DESCRIPTION OF THE TASK
Word for word, transcribe the data below from the line with "Ok(pipe.query_async(&mut conn).await?)" to the line with "conn.expire::<_, ()>(key, ttl.as_secs()", keeping both of those lines.

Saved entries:
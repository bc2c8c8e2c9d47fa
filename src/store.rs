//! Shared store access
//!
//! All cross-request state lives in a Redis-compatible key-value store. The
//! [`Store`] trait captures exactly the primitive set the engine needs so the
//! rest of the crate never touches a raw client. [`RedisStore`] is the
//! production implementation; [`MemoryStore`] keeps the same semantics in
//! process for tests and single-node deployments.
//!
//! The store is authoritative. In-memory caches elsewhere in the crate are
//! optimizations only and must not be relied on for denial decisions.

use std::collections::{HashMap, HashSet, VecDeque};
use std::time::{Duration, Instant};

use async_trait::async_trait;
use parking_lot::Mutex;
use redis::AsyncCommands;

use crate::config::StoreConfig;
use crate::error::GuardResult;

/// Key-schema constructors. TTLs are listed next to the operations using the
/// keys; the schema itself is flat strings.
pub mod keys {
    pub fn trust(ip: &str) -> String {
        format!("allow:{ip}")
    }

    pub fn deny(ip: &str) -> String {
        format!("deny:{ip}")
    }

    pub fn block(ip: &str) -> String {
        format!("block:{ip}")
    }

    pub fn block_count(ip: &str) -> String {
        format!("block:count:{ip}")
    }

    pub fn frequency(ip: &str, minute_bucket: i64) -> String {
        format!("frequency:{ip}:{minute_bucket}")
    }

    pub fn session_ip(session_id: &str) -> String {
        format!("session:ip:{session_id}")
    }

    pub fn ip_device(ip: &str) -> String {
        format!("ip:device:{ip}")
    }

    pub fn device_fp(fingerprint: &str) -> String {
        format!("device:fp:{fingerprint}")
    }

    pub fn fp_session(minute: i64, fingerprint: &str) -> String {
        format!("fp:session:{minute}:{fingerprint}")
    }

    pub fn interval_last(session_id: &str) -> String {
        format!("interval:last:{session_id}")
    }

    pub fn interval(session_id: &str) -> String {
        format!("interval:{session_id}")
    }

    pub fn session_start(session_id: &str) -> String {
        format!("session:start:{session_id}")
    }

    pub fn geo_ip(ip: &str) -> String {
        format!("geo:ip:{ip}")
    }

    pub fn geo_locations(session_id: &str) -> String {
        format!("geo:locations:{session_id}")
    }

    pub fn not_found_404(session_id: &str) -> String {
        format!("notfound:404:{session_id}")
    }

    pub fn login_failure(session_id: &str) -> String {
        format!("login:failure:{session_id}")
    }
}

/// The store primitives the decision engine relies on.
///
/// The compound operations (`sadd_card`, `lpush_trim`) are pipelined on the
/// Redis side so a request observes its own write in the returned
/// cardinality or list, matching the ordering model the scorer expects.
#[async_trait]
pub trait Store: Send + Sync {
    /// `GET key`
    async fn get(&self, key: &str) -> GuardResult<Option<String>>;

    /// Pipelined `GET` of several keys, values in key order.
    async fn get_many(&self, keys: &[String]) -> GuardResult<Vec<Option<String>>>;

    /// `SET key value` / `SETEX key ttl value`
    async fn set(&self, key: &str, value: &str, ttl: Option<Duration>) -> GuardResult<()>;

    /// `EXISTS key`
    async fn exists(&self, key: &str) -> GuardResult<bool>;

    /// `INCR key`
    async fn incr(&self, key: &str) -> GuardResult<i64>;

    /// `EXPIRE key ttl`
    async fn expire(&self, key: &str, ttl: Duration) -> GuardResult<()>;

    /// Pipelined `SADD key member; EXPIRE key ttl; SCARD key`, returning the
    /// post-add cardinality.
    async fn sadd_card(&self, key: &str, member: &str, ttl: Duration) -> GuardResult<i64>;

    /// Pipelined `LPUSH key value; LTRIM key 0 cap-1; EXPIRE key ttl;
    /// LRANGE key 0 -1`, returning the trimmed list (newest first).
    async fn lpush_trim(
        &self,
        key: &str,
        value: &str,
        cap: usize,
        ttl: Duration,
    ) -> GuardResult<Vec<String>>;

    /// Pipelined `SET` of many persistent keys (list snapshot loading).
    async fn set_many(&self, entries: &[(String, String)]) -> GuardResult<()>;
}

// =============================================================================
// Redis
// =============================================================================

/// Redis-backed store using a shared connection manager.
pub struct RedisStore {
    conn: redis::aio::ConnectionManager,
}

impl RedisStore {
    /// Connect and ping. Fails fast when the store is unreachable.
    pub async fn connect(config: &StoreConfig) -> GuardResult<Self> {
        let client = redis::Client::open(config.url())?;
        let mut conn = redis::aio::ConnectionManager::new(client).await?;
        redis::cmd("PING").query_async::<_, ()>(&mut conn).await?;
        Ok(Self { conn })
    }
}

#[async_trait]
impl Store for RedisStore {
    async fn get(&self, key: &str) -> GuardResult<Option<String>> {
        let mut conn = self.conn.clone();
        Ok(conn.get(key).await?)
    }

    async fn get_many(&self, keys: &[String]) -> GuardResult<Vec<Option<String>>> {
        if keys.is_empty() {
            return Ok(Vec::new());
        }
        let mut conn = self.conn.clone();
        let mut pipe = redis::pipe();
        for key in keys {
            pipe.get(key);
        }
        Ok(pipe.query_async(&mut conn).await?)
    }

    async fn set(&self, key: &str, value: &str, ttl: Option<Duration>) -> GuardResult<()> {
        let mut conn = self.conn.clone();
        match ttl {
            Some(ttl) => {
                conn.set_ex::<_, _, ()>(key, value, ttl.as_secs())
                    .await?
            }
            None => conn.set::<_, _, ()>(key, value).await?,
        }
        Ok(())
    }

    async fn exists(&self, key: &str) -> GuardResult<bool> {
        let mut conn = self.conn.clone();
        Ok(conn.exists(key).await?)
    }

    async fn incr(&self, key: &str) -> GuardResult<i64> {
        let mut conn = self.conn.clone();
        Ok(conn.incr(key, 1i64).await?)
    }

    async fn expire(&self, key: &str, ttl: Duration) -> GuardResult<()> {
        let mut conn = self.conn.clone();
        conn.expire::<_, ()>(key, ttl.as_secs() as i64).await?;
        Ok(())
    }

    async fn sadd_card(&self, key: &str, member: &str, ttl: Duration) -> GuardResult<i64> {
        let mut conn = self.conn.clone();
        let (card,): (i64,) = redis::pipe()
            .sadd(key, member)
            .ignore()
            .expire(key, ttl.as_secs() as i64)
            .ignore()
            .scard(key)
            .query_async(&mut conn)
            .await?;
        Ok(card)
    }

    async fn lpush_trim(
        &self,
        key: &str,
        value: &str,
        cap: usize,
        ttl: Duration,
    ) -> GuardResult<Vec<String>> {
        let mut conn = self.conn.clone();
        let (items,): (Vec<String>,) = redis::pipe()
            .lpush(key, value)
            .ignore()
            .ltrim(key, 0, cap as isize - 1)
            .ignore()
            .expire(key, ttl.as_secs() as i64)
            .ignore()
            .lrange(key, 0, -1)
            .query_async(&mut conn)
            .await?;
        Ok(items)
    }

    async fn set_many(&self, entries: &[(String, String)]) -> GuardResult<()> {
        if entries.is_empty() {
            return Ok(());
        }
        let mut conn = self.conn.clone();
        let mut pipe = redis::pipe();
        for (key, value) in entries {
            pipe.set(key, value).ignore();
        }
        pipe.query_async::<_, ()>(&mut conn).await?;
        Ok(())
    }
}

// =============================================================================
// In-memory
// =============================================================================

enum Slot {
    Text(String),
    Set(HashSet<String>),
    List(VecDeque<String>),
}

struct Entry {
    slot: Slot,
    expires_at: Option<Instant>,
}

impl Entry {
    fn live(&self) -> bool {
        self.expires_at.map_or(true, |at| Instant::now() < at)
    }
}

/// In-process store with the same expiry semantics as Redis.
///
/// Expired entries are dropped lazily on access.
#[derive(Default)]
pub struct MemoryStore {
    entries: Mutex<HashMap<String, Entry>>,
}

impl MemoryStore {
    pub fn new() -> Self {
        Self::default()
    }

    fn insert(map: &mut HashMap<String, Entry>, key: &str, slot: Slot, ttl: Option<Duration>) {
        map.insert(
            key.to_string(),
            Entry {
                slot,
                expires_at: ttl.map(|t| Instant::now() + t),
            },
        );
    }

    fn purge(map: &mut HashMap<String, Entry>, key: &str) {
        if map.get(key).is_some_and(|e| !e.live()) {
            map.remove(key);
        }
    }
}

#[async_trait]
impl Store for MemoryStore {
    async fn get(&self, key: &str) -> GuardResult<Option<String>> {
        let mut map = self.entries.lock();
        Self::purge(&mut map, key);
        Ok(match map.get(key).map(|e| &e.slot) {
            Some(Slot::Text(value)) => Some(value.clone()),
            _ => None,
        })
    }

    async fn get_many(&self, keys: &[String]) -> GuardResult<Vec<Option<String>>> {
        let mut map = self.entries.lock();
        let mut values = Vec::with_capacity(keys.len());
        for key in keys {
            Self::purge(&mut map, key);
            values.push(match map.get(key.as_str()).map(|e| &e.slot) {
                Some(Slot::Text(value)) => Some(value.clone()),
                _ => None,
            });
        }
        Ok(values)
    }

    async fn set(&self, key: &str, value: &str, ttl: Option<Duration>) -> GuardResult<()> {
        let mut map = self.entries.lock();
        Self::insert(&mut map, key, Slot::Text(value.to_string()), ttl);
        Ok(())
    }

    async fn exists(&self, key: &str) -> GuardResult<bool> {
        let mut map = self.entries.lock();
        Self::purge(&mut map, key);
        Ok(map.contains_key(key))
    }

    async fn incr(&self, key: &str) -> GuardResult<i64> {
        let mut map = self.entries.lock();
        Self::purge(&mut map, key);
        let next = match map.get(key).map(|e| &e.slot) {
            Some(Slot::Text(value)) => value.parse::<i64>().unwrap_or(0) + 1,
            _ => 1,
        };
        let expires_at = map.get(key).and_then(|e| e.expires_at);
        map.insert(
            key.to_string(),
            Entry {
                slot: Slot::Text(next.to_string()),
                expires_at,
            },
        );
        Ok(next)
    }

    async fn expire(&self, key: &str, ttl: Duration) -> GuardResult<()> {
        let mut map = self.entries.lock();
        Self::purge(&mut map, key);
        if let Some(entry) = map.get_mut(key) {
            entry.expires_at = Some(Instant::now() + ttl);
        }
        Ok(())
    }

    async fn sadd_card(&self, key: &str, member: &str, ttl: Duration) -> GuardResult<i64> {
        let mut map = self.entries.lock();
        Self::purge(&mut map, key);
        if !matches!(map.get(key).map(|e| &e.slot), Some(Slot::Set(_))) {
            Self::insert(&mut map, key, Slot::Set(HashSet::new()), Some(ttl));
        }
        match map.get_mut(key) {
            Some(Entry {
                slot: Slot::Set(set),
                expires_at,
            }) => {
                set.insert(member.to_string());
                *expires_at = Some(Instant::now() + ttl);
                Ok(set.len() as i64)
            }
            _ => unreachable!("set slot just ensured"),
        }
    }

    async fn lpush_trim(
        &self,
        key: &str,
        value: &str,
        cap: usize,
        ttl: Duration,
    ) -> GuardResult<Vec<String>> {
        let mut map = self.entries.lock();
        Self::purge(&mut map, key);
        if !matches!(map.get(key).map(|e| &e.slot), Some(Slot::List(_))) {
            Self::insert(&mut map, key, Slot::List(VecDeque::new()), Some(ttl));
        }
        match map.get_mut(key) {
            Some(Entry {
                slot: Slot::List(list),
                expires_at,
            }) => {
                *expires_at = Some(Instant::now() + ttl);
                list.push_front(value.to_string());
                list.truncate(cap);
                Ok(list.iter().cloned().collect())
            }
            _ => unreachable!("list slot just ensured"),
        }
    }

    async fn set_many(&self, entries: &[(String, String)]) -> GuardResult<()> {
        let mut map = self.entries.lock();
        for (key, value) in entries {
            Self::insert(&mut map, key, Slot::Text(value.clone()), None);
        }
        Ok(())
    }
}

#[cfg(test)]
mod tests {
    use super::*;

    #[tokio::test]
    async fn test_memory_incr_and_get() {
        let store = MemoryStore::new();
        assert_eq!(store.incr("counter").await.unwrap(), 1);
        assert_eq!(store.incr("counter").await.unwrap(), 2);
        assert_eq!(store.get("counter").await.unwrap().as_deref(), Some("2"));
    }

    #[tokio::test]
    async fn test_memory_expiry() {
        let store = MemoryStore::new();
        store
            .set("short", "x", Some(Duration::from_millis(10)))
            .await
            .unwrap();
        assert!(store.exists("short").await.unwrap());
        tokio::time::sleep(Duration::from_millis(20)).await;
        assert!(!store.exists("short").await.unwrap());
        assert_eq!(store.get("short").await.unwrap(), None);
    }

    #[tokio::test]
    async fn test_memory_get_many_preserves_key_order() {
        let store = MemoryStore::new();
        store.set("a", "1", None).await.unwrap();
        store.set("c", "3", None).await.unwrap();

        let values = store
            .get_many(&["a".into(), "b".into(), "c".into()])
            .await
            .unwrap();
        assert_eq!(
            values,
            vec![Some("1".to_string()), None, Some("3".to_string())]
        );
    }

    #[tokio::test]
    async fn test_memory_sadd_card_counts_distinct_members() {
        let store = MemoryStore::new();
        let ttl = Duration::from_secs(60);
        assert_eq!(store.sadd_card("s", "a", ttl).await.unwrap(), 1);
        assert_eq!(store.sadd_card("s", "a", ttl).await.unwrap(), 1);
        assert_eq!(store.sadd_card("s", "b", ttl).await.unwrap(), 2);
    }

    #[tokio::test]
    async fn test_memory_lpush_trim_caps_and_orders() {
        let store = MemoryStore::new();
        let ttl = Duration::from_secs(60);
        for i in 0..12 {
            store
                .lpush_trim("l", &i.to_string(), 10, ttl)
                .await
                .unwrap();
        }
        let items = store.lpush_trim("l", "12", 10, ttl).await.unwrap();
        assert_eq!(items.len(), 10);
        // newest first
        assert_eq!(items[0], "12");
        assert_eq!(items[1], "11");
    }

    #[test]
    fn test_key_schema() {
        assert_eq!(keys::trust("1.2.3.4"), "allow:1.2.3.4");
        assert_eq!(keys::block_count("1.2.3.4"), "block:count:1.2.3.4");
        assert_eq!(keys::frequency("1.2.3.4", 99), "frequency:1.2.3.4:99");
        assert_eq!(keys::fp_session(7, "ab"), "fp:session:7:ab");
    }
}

COMPLETED TASK
        Ok(pipe.query_async(&mut conn).await?)
    }

    async fn set(&self, key: &str, value: &str, ttl: Option<Duration>) -> GuardResult<()> {
        let mut conn = self.conn.clone();
        match ttl {
            Some(ttl) => {
                conn.set_ex::<_, _, ()>(key, value, ttl.as_secs())
                    .await?
            }
            None => conn.set::<_, _, ()>(key, value).await?,
        }
        Ok(())
    }

    async fn exists(&self, key: &str) -> GuardResult<bool> {
        let mut conn = self.conn.clone();
        Ok(conn.exists(key).await?)
    }

    async fn incr(&self, key: &str) -> GuardResult<i64> {
        let mut conn = self.conn.clone();
        Ok(conn.incr(key, 1i64).await?)
    }

    async fn expire(&self, key: &str, ttl: Duration) -> GuardResult<()> {
        let mut conn = self.conn.clone();
        conn.expire::<_, ()>(key, ttl.as_secs() as i64).await?;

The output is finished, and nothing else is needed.